When you request a backup, DevOps will run this script and sent you the output which contains all the information you need to do the restore / download yourself:
$ sudo -i borg-extract-db db-2026-04-04T04:12:01 toccotest
Retrieving file from Borg:
size: 1.4 GiB
dated: 2026-04-03 23:59:19
File ready, use the following commands to retrive / restorebackup.
Restore on db1.stage.tocco.cust.vshn.net:
$ tco db-backup restore db1.stage.tocco.cust.vshn.net "db2.stage.tocco.cust.vshn.net:file:borg-extract/nice_toccotest-2026-04-03T23:59:19.dump"
Restore on localhost:
$ tco db-backup restore-local "db2.stage.tocco.cust.vshn.net:file:borg-extract/nice_toccotest-2026-04-03T23:59:19.dump" nice_toccotest
Download:
$ tco db-backup download "db2.stage.tocco.cust.vshn.net:file:borg-extract/nice_toccotest-2026-04-03T23:59:19.dump" nice_toccotest-2026-04-03T23:59:19.dump
The details don’t matter much for those outside the DevOps team but this is the output you’ll receive.

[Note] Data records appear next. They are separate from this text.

#[cfg(test)]
mod tests {
    use super::*;
    use chrono::{NaiveDate, NaiveDateTime};
    use diesel::result::Error;
    use rand::rngs::mock::StepRng;
    use rand::rngs::StdRng;
    use rand::SeedableRng;

    fn timestamp() -> NaiveDateTime {
        NaiveDate::from_ymd_opt(2024, 1, 1)
            .unwrap()
            .and_hms_opt(0, 0, 0)
            .unwrap()
    }

    fn template(id: i32, pattern: &str, is_active: bool) -> SentenceTemplate {
        SentenceTemplate {
            id,
            template_pattern: pattern.to_string(),
            description: None,
            is_active,
            created_at: timestamp(),
            updated_at: timestamp(),
        }
    }

    fn slot(id: i32, template_id: i32, slot_name: &str, part_of_speech: Option<&str>) -> TemplateSlot {
        TemplateSlot {
            id,
            template_id,
            slot_name: slot_name.to_string(),
            grammatical_role: None,
            part_of_speech: part_of_speech.map(str::to_string),
            is_required: true,
            order_index: id,
            notes: None,
        }
    }

    fn mapping(id: i32, tag_id: i32, topic: &str, subtopic: Option<&str>) -> TagVocabMapping {
        TagVocabMapping {
            id,
            tag_id,
            vocab_topic: topic.to_string(),
            vocab_subtopic: subtopic.map(str::to_string),
        }
    }

    fn word(id: i32, furigana: &str, topic: &str) -> Vocabulary {
        Vocabulary {
            id,
            kanji: None,
            furigana: Some(furigana.to_string()),
            romaji: None,
            meaning: None,
            part_of_speech: Some("noun".to_string()),
            topic: Some(topic.to_string()),
            subtopic: None,
            politeness_level: None,
            jlpt_level: None,
            difficulty: None,
            notes: None,
            created_at: timestamp(),
            updated_at: timestamp(),
        }
    }

    fn resolved(slot_name: &str, vocabulary: Vocabulary) -> ResolvedSlot {
        ResolvedSlot {
            slot_name: slot_name.to_string(),
            vocabulary,
        }
    }

    #[derive(Default)]
    struct MemoryStore {
        tags: Vec<i32>,
        templates: Vec<SentenceTemplate>,
        taggings: Vec<(i32, i32)>,
        slots: Vec<TemplateSlot>,
        mappings: Vec<TagVocabMapping>,
        vocabulary: Vec<Vocabulary>,
        recorded: Vec<(NewGeneratedSentence, Vec<SlotFilling>)>,
    }

    fn same(value: &Option<String>, expected: &Option<String>) -> bool {
        expected.is_none() || value == expected
    }

    impl GenerationStore for MemoryStore {
        fn tag_exists(&mut self, tag_id: i32) -> Result<bool, Error> {
            Ok(self.tags.contains(&tag_id))
        }

        fn active_templates_for_tag(&mut self, tag_id: i32) -> Result<Vec<SentenceTemplate>, Error> {
            Ok(self
                .templates
                .iter()
                .filter(|template| template.is_active)
                .filter(|template| self.taggings.contains(&(tag_id, template.id)))
                .cloned()
                .collect())
        }

        fn slots_for_template(&mut self, template_id: i32) -> Result<Vec<TemplateSlot>, Error> {
            let mut slots = self
                .slots
                .iter()
                .filter(|slot| slot.template_id == template_id)
                .cloned()
                .collect::<Vec<_>>();
            slots.sort_by_key(|slot| (slot.order_index, slot.id));
            Ok(slots)
        }

        fn mappings_for_tag(&mut self, tag_id: i32) -> Result<Vec<TagVocabMapping>, Error> {
            Ok(self
                .mappings
                .iter()
                .filter(|mapping| mapping.tag_id == tag_id)
                .cloned()
                .collect())
        }

        fn matching_vocabulary(&mut self, criteria: &VocabularyCriteria) -> Result<Vec<Vocabulary>, Error> {
            Ok(self
                .vocabulary
                .iter()
                .filter(|word| word.part_of_speech.as_deref() == Some(criteria.part_of_speech.as_str()))
                .filter(|word| same(&word.difficulty, &criteria.difficulty))
                .filter(|word| same(&word.jlpt_level, &criteria.jlpt_level))
                .filter(|word| same(&word.politeness_level, &criteria.politeness_level))
                .filter(|word| {
                    criteria.topics.is_empty()
                        || criteria.topics.iter().any(|mapping| {
                            word.topic.as_deref() == Some(mapping.vocab_topic.as_str())
                                && same(&word.subtopic, &mapping.vocab_subtopic)
                        })
                })
                .cloned()
                .collect())
        }

        fn record_generation(
            &mut self,
            sentence: &NewGeneratedSentence,
            fillings: &[SlotFilling],
        ) -> Result<i32, Error> {
            self.recorded.push((sentence.clone(), fillings.to_vec()));
            Ok(self.recorded.len() as i32)
        }
    }

    fn eating_store() -> MemoryStore {
        MemoryStore {
            tags: vec![1, 7],
            templates: vec![template(10, "{subject} は {object} を 食べます", true)],
            taggings: vec![(1, 10)],
            slots: vec![slot(2, 10, "object", None), slot(1, 10, "subject", Some("noun"))],
            mappings: vec![mapping(1, 1, "food", None)],
            vocabulary: vec![word(1, "わたし", "food"), word(2, "すし", "travel")],
            ..MemoryStore::default()
        }
    }

    fn request(tag_id: i32) -> GenerationRequest {
        GenerationRequest {
            tag_id,
            filters: VocabularyFilters::default(),
            display_field: DisplayField::Furigana,
        }
    }

    #[test]
    fn generates_and_records_a_sentence() {
        let mut store = eating_store();

        let generation = generate(&mut store, &mut StepRng::new(0, 0), &request(1))
            .expect("generation should succeed");

        assert_eq!(generation.template_id, 10);
        assert_eq!(generation.japanese_sentence, "わたし は わたし を 食べます");
        assert_eq!(generation.source_tag_id, 1);
        assert_eq!(generation.english_sentence, None);
        assert_eq!(generation.tokens.len(), 5);

        let (sentence, fillings) = &store.recorded[0];
        assert_eq!(sentence.japanese_sentence.as_deref(), Some("わたし は わたし を 食べます"));
        assert!(!sentence.is_favorite);
        assert_eq!(
            fillings,
            &vec![
                SlotFilling { slot_name: "subject".to_string(), vocabulary_id: 1 },
                SlotFilling { slot_name: "object".to_string(), vocabulary_id: 1 },
            ]
        );
    }

    #[test]
    fn unknown_tag_is_rejected() {
        let mut store = eating_store();

        let result = generate(&mut store, &mut StepRng::new(0, 0), &request(99));

        assert!(matches!(result, Err(GenerationError::UnknownTag(99))));
        assert!(store.recorded.is_empty());
    }

    #[test]
    fn tag_without_templates_has_no_eligible_template() {
        let mut store = eating_store();

        let error = generate(&mut store, &mut StepRng::new(0, 0), &request(7))
            .expect_err("tag 7 has no templates");

        assert!(matches!(error, GenerationError::NoEligibleTemplate));
        assert_eq!(error.to_string(), "No active templates mapped to this tag yet.");
    }

    #[test]
    fn inactive_templates_are_not_eligible() {
        let mut store = eating_store();
        store.templates[0].is_active = false;

        let result = generate(&mut store, &mut StepRng::new(0, 0), &request(1));

        assert!(matches!(result, Err(GenerationError::NoEligibleTemplate)));
    }

    #[test]
    fn template_without_slots_is_empty() {
        let mut store = eating_store();
        store.slots.clear();

        let result = generate(&mut store, &mut StepRng::new(0, 0), &request(1));

        assert!(matches!(result, Err(GenerationError::EmptyTemplate)));
        assert!(store.recorded.is_empty());
    }

    #[test]
    fn missing_vocabulary_names_the_slot_and_writes_nothing() {
        let mut store = eating_store();
        store.slots = vec![slot(1, 10, "subject", None), slot(2, 10, "object", Some("verb"))];

        let error = generate(&mut store, &mut StepRng::new(0, 0), &request(1))
            .expect_err("no verbs exist");

        assert!(matches!(&error, GenerationError::NoVocabularyForSlot(name) if name == "object"));
        assert!(error.to_string().contains("\"object\""));
        assert!(store.recorded.is_empty());
    }

    #[test]
    fn topic_mappings_form_an_or_group() {
        let mut store = eating_store();
        store.mappings = vec![mapping(1, 1, "food", None), mapping(2, 1, "travel", Some("trains"))];
        store.vocabulary = vec![word(1, "でんしゃ", "travel"), word(2, "ひこうき", "travel"), word(3, "すし", "food")];
        store.vocabulary[0].subtopic = Some("trains".to_string());
        store.vocabulary[1].subtopic = Some("planes".to_string());

        let mut rng = StdRng::seed_from_u64(11);
        for _ in 0..40 {
            let generation = generate(&mut store, &mut rng, &request(1)).expect("should generate");
            assert!(!generation.japanese_sentence.contains("ひこうき"));
        }
        for (_, fillings) in &store.recorded {
            assert!(fillings.iter().all(|filling| filling.vocabulary_id != 2));
        }
    }

    #[test]
    fn without_mappings_any_topic_is_allowed() {
        let mut store = eating_store();
        store.mappings.clear();
        store.vocabulary = vec![word(5, "きっぷ", "travel")];

        let generation = generate(&mut store, &mut StepRng::new(0, 0), &request(1))
            .expect("should generate");

        assert_eq!(generation.japanese_sentence, "きっぷ は きっぷ を 食べます");
    }

    #[test]
    fn caller_filters_constrain_every_slot() {
        let mut store = eating_store();
        store.vocabulary = vec![word(1, "やさしい", "food"), word(2, "むずかしい", "food")];
        store.vocabulary[1].difficulty = Some("Advanced".to_string());
        let mut request = request(1);
        request.filters.difficulty = Some(Difficulty::Advanced);

        let generation = generate(&mut store, &mut StepRng::new(0, 0), &request)
            .expect("should generate");

        assert_eq!(generation.japanese_sentence, "むずかしい は むずかしい を 食べます");
        assert_eq!(generation.difficulty.as_deref(), Some("Advanced"));
    }

    #[test]
    fn criteria_default_to_nouns() {
        let filters = VocabularyFilters {
            jlpt_level: Some(JlptLevel::N4),
            politeness_level: Some(PolitenessLevel::Polite),
            ..VocabularyFilters::default()
        };

        let criteria = criteria_for(&slot(1, 1, "x", Some("")), &filters, &[]);

        assert_eq!(criteria.part_of_speech, "noun");
        assert_eq!(criteria.difficulty, None);
        assert_eq!(criteria.jlpt_level.as_deref(), Some("N4"));
        assert_eq!(criteria.politeness_level.as_deref(), Some("polite"));
        assert!(criteria.topics.is_empty());
    }

    #[test]
    fn difficulty_is_the_highest_word_difficulty() {
        let mut easy = word(1, "a", "food");
        easy.difficulty = Some("Beginner".to_string());
        let mut medium = word(2, "b", "food");
        medium.difficulty = Some("Intermediate".to_string());

        let metadata = aggregate_metadata(
            &VocabularyFilters::default(),
            &[resolved("a", easy.clone()), resolved("b", medium)],
        );
        assert_eq!(metadata.difficulty.as_deref(), Some("Intermediate"));

        let metadata = aggregate_metadata(&VocabularyFilters::default(), &[resolved("a", easy)]);
        assert_eq!(metadata.difficulty.as_deref(), Some("Beginner"));

        let metadata = aggregate_metadata(&VocabularyFilters::default(), &[resolved("a", word(3, "c", "food"))]);
        assert_eq!(metadata.difficulty, None);
    }

    #[test]
    fn levels_come_from_the_first_word_carrying_one() {
        let first = word(1, "a", "food");
        let mut second = word(2, "b", "food");
        second.jlpt_level = Some("N3".to_string());
        second.politeness_level = Some("plain".to_string());
        let mut third = word(3, "c", "food");
        third.jlpt_level = Some("N1".to_string());
        third.politeness_level = Some("honorific".to_string());

        let slots = [resolved("a", first), resolved("b", second), resolved("c", third)];
        let metadata = aggregate_metadata(&VocabularyFilters::default(), &slots);

        assert_eq!(metadata.jlpt_level.as_deref(), Some("N3"));
        assert_eq!(metadata.politeness_level.as_deref(), Some("plain"));

        let filters = VocabularyFilters {
            difficulty: Some(Difficulty::Beginner),
            jlpt_level: Some(JlptLevel::N5),
            politeness_level: Some(PolitenessLevel::Polite),
        };
        let metadata = aggregate_metadata(&filters, &slots);

        assert_eq!(
            metadata,
            SentenceMetadata {
                difficulty: Some("Beginner".to_string()),
                jlpt_level: Some("N5".to_string()),
                politeness_level: Some("polite".to_string()),
            }
        );
    }

    #[test]
    fn generation_serializes_with_mixed_key_styles() {
        let generation = Generation {
            id: 3,
            template_id: 10,
            japanese_sentence: "すし".to_string(),
            english_sentence: None,
            politeness_level: None,
            jlpt_level: Some("N5".to_string()),
            difficulty: None,
            source_tag_id: 1,
            tokens: vec![Token { display: "すし".to_string() }],
        };

        let json = serde_json::to_value(&generation).expect("should serialize");

        assert_eq!(json["templateId"], 10);
        assert_eq!(json["japaneseSentence"], "すし");
        assert!(json["englishSentence"].is_null());
        assert_eq!(json["jlpt_level"], "N5");
        assert_eq!(json["source_tag_id"], 1);
        assert_eq!(json["tokens"][0]["display"], "すし");
    }
}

The backups provided this way will remain available for
three days (subject to change) and can also be seen via
the list command:
$ tco db-backup list toccotest
tco db-backup download db2.stage.tocco.cust.vshn.net:file:borg-extract/nice_toccotest-2026-04-03T23:59:19.dump nice_toccotest-2026-04-03T23:59.dump
tco db-backup restore db1.stage.tocco.cust.vshn.net db2.stage.tocco.cust.vshn.net:file:borg-extract/nice_toccotest-2026-04-03T23:59:19.dump
tco db-backup restore-local db2.stage.tocco.cust.vshn.net:file:borg-extract/nice_toccotest-2026-04-03T23:59:19.dump
db_name: nice_toccotest
time: 2026-04-03 23:59:19 ( 6 d 16 h 7 min ago)
size: 1.4 GiB
tco db-backup download db2.stage.tocco.cust.vshn.net:file:nice_toccotest.dump nice_toccotest-2026-04-10T00:01.dump
tco db-backup restore db1.stage.tocco.cust.vshn.net db2.stage.tocco.cust.vshn.net:file:nice_toccotest.dump
tco db-backup restore-local db2.stage.tocco.cust.vshn.net:file:nice_toccotest.dump
db_name: nice_toccotest
time: 2026-04-10 00:01:26 ( 0 d 16 h 5 min ago)
size: 1.4 GiB
download -> download dump
restore -> restore on db1.stage.tocco.cust.vshn.net
restore-local -> restore on localhost
Why The Change?
I’ve ended up restoring a number of DB backups recently and couldn’t but notice that various DBs have grown to a size which is hard to handle.
For our largest backup the transfer alone takes about 7
minutes at 100 MiB/s, 1 hour 10 minutes at 10 MiB/s or
12 hours at 1 MiB/s. I decided make some small changes to
have tco db-backup handle the heavy lifting. It has
already been optimized heavily to allow creating and, if
needed, restoring backups during deployment. We’ll need
this when we start rolling out automated deployments for
production.
Specifically, advantages of using tco db-backup are:
- Dumps are compressed in transit, reducing transferred
bytes by 70% to 95% compared to using
scpand transferring the raw, uncompressed dump. restore(but notrestore-local) happens directly, server-to-server. Speed is independent of your internet connection.- Target DB is created automatically, with the right owner.
- DevOps extracts the backup from the archive once and you can then use it freely for the next days, downloading and restoring it as needed.
Note that restoring on a different server (e.g. restoring a production backup on test) is not currently supported.